The ghoulishly named ogre-faced spider can "hear" with its legs and use that ability to catch insects flying behind it, the study published in Current Biology Thursday concluded.

"Spiders are sensitive to airborne sound," Cornell professor emeritus Dr. Charles Walcott, who was not involved with the study, told the Cornell Chronicle. "That's the big message really."

The net-casting, ogre-faced spider (Deinopis spinosa) has a unique hunting strategy, as study coauthor Cornell University postdoctoral researcher Jay Stafstrom explained in a video.

They hunt only at night using a special kind of web: an A-shaped frame made from non-sticky silk that supports a fuzzy rectangle that they hold with their front forelegs and use to trap prey.

They do this in two ways. In a maneuver called a "forward strike," they pounce down on prey moving beneath them on the ground. This is enabled by their large eyes — the biggest of any spider. These eyes give them 2,000 times the night vision that we have, Science explained.

But the spiders can also perform a move called the "backward strike," Stafstrom explained, in which they reach their legs behind them and catch insects flying through the air.

"So here comes a flying bug and somehow the spider gets information on the sound direction and its distance. The spiders time the 200-millisecond leap if the fly is within its capture zone – much like an over-the-shoulder catch. The spider gets its prey. They're accurate," coauthor Ronald Hoy, the D & D Joslovitz Merksamer Professor in the Department of Neurobiology and Behavior in the College of Arts and Sciences, told the Cornell Chronicle.

What the researchers wanted to understand was how the spiders could tell what was moving behind them when they have no ears.
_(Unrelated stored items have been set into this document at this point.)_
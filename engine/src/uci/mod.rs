//! The subset of the UCI protocol spoken to the engine.

pub mod parser;

pub use parser::{parse_info_line, parse_uci_message, InfoParser, UciMessage};

pub const UCI: &str = "uci";
pub const UCI_OK: &str = "uciok";
pub const IS_READY: &str = "isready";
pub const READY_OK: &str = "readyok";
pub const QUIT: &str = "quit";
pub const INFO: &str = "info";
pub const BEST_MOVE: &str = "bestmove";
pub const PONDER: &str = "ponder";

/// The line a command is acknowledged with, if it has one.
pub fn expected_ack(command: &str) -> Option<&'static str> {
    match command.trim() {
        UCI => Some(UCI_OK),
        IS_READY => Some(READY_OK),
        _ => None,
    }
}

/// Whether `line` satisfies a waiter registered for `target`.
///
/// Matches the whole line or `target` followed by a space, so a waiter for
/// `bestmove` sees `bestmove e2e4` but `uciok` is not matched by `uci`.
pub fn line_matches(line: &str, target: &str) -> bool {
    match line.strip_prefix(target) {
        Some(rest) => rest.is_empty() || rest.starts_with(' '),
        None => false,
    }
}

pub fn set_option(name: &str, value: impl std::fmt::Display) -> String {
    format!("setoption name {} value {}", name, value)
}

pub fn position_fen(fen: &str) -> String {
    format!("position fen {}", fen)
}

pub fn go_depth(depth: u32) -> String {
    format!("go depth {}", depth)
}

#[cfg(test)]
mod tests {
    use super::*;

    #[test]
    fn test_expected_ack() {
        assert_eq!(expected_ack("uci"), Some("uciok"));
        assert_eq!(expected_ack("isready"), Some("readyok"));
        assert_eq!(expected_ack("go depth 5"), None);
        assert_eq!(expected_ack("ucinewgame"), None);
    }

    #[test]
    fn test_line_matches() {
        assert!(line_matches("uciok", "uciok"));
        assert!(line_matches("bestmove e2e4 ponder e7e5", "bestmove"));
        assert!(!line_matches("uciok", "uci"));
        assert!(!line_matches("readyok", "uciok"));
    }

    #[test]
    fn test_command_builders() {
        assert_eq!(set_option("MultiPV", 3), "setoption name MultiPV value 3");
        assert_eq!(
            position_fen("8/8/8/8/8/8/8/K6k w - - 0 1"),
            "position fen 8/8/8/8/8/8/8/K6k w - - 0 1"
        );
        assert_eq!(go_depth(12), "go depth 12");
    }
}
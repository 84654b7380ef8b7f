use crate::compactor::{BlockSize, CompactionReport};
use comfy_table::{Cell, Table};
use indexmap::IndexMap;
use std::fmt::{Display, Formatter};
use std::time::Duration;

/// A timed pass, numbered from 1 in recording order.
#[derive(Debug, Clone, Copy, PartialEq, Eq)]
struct Sample {
    idx: u32,
    elapsed: Duration,
}

impl Display for Sample {
    fn fmt(&self, f: &mut Formatter<'_>) -> std::fmt::Result {
        write!(f, "{:?}@{}", self.elapsed, self.idx)
    }
}

#[derive(Debug, Default)]
struct Stat {
    passes: u32,
    total: Duration,
    fastest: Option<Sample>,
    slowest: Option<Sample>,
    bytes_moved: usize,
    bytes_freed: usize,
}

impl Stat {
    fn record(&mut self, report: &CompactionReport, elapsed: Duration) {
        self.passes += 1;
        self.total += elapsed;
        self.bytes_moved += report.moved_bytes();
        self.bytes_freed += report.freed_bytes;

        let sample = Sample {
            idx: self.passes,
            elapsed,
        };
        if self.fastest.map_or(true, |s| elapsed < s.elapsed) {
            self.fastest = Some(sample);
        }
        if self.slowest.map_or(true, |s| elapsed > s.elapsed) {
            self.slowest = Some(sample);
        }
    }

    fn avg(&self) -> Duration {
        self.total.checked_div(self.passes).unwrap_or_default()
    }
}

fn sample_cell(sample: Option<Sample>) -> Cell {
    sample.map_or_else(|| Cell::new("-"), Cell::new)
}

/// Timing and volume of compaction passes, grouped by block size.
///
/// Owned by the caller; compaction itself never records anything.
#[derive(Debug, Default)]
pub struct CompactionStats {
    // IndexMap keeps first-seen order
    stats: IndexMap<BlockSize, Stat>,
}

impl CompactionStats {
    pub fn new() -> Self {
        Self::default()
    }

    /// Record one pass that produced `report` and took `d`.
    pub fn record(&mut self, report: &CompactionReport, d: Duration) {
        self.stats
            .entry(report.block_size)
            .or_default()
            .record(report, d);
    }

    /// Number of passes recorded for `block_size`.
    pub fn passes(&self, block_size: BlockSize) -> u32 {
        self.stats.get(&block_size).map_or(0, |st| st.passes)
    }

    pub fn is_empty(&self) -> bool {
        self.stats.is_empty()
    }

    /// Table of avg / fastest / slowest / passes / moved / freed per block size,
    /// in the order each block size was first recorded.
    pub fn table(&self) -> Table {
        let mut table = Table::new();
        table.set_header(vec![
            Cell::new("Block"),
            Cell::new("Avg"),
            Cell::new("Fastest@Idx"),
            Cell::new("Slowest@Idx"),
            Cell::new("Passes"),
            Cell::new("Moved"),
            Cell::new("Freed"),
        ]);

        for (block_size, st) in &self.stats {
            table.add_row(vec![
                Cell::new(block_size),
                Cell::new(format!("{:?}", st.avg())),
                sample_cell(st.fastest),
                sample_cell(st.slowest),
                Cell::new(st.passes),
                Cell::new(st.bytes_moved),
                Cell::new(st.bytes_freed),
            ]);
        }
        table
    }

    /// Emit [`CompactionStats::table`] at debug level.
    pub fn summary(&self) {
        log::debug!("\n{}", self.table());
    }
}
mod bench;
pub use bench::*;

mod timer;
pub use timer::*;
It isn't a question of peripheral vision. In a 2016 study, the same team blindfolded the spiders and sent them out to hunt, Science explained. This prevented the spiders from making their forward strikes, but they were still able to catch prey using the backwards strike. The researchers thought the spiders were "hearing" their prey with the sensors on the tips of their legs. All spiders have these sensors, but scientists had previously thought they were only able to detect vibrations through surfaces, not sounds in the air.

To test how well the ogre-faced spiders could actually hear, the researchers conducted a two-part experiment.

First, they inserted electrodes into removed spider legs and into the brains of intact spiders. They put the spiders and the legs into a vibration-proof booth and played sounds from two meters (approximately 6.5 feet) away. The spiders and the legs responded to sounds from 100 hertz to 10,000 hertz.

Next, they played the five sounds that had triggered the biggest response to 25 spiders in the wild and 51 spiders in the lab. More than half the spiders did the "backward strike" move when they heard sounds that have a lower frequency similar to insect wing beats. When the higher frequency sounds were played, the spiders did not move. This suggests the higher frequencies may mimic the sounds of predators like birds.

University of Cincinnati spider behavioral ecologist George Uetz told Science that the results were a "surprise" that indicated science has much to learn about spiders as a whole. Because all spiders have these receptors on their legs, it is possible that all spiders can hear. This theory was first put forward by Walcott 60 years ago, but was dismissed at the time, according to the Cornell Chronicle. But studies of other spiders have turned up further evidence since. A 2016 study found that a kind of jumping spider can pick up sonic vibrations in the air.

"We don't know diddly about spiders," Uetz told Science. "They are much more complex than people ever thought they were."

Learning more provides scientists with an opportunity to study their sensory abilities in order to improve technology like bio-sensors, directional microphones and visual processing algorithms, Stafstrom told CNN.

Hoy agreed.

"The point is any understudied, underappreciated group has fascinating lives, even a yucky spider, and we can learn something from it," he told CNN.